GOAL OF THE EXERCISE: From the data below, return each line in which the string "Only" is found.

(Records drawn from a dataset)
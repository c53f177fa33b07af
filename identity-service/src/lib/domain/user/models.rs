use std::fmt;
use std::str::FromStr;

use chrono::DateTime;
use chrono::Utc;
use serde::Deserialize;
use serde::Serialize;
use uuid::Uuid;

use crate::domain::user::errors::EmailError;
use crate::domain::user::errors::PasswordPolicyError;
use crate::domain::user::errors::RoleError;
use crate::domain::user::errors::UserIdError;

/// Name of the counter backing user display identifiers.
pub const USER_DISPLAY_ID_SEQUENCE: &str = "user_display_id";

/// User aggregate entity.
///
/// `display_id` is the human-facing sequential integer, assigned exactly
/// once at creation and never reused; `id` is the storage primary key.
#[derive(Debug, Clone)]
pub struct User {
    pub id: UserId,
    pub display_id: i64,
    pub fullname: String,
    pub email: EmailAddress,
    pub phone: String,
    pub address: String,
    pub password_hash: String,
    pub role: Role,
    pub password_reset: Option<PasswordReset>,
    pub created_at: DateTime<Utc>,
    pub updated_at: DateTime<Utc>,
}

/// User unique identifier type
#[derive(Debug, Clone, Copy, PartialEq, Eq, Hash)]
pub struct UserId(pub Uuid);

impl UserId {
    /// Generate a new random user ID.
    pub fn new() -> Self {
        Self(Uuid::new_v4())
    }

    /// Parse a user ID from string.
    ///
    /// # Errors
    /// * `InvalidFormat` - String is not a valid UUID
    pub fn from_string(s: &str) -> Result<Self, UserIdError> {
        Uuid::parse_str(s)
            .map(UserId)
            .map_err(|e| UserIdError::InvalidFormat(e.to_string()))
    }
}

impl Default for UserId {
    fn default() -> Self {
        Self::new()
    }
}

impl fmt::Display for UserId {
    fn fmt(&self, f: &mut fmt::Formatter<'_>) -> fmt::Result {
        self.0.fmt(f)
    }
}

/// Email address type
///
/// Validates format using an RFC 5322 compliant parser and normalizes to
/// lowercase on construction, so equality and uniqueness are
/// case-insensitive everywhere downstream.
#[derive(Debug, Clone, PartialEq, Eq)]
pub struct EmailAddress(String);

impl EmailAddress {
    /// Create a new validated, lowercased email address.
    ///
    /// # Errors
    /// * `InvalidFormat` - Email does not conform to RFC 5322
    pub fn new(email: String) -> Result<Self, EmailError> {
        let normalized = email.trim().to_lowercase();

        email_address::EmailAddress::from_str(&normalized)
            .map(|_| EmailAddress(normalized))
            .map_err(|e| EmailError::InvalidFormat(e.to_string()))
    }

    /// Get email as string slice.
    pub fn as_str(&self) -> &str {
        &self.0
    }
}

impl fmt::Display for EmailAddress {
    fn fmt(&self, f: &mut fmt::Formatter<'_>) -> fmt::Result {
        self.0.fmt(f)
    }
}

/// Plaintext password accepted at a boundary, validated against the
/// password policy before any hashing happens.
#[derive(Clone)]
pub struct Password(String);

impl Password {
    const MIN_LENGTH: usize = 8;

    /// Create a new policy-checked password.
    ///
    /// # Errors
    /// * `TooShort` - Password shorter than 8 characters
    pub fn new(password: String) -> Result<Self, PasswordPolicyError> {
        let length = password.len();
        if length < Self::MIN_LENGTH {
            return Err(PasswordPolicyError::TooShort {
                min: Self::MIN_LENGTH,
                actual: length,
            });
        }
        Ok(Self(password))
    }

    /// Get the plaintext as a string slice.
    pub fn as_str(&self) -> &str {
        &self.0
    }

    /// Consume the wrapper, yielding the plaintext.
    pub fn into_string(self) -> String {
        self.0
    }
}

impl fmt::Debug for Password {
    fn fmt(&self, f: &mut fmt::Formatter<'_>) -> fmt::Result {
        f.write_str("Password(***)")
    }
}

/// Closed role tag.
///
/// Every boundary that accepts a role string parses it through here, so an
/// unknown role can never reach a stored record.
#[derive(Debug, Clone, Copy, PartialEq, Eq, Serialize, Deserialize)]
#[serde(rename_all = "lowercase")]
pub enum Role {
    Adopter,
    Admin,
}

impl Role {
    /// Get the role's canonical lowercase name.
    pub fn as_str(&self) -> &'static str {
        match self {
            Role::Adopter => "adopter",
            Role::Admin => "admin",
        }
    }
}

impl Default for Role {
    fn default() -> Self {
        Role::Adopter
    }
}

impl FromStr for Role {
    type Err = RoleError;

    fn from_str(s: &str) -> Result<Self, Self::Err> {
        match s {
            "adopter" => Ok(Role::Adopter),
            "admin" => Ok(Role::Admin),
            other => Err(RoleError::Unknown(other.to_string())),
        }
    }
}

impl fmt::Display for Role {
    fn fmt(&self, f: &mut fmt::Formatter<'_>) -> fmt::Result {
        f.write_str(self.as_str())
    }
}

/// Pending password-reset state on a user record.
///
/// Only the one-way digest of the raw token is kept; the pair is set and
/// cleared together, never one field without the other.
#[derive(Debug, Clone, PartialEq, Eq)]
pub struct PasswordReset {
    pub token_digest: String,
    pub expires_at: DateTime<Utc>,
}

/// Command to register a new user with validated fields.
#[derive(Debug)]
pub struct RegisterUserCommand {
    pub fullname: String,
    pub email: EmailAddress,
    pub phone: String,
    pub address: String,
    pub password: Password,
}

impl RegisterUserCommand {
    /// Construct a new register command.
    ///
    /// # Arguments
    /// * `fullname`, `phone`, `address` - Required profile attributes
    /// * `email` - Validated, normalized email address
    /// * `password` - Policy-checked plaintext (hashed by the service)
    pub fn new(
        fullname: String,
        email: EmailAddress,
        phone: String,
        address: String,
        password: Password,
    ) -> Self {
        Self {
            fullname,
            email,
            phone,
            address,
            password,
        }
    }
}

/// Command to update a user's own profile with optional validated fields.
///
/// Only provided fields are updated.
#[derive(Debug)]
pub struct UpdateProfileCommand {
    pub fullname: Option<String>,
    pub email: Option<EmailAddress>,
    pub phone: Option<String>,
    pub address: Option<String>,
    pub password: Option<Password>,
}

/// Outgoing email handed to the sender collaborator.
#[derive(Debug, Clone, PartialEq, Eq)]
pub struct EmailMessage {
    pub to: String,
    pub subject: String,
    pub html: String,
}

RESPONSE AREA:
/// Only the one-way digest of the raw token is kept; the pair is set and
/// Only provided fields are updated.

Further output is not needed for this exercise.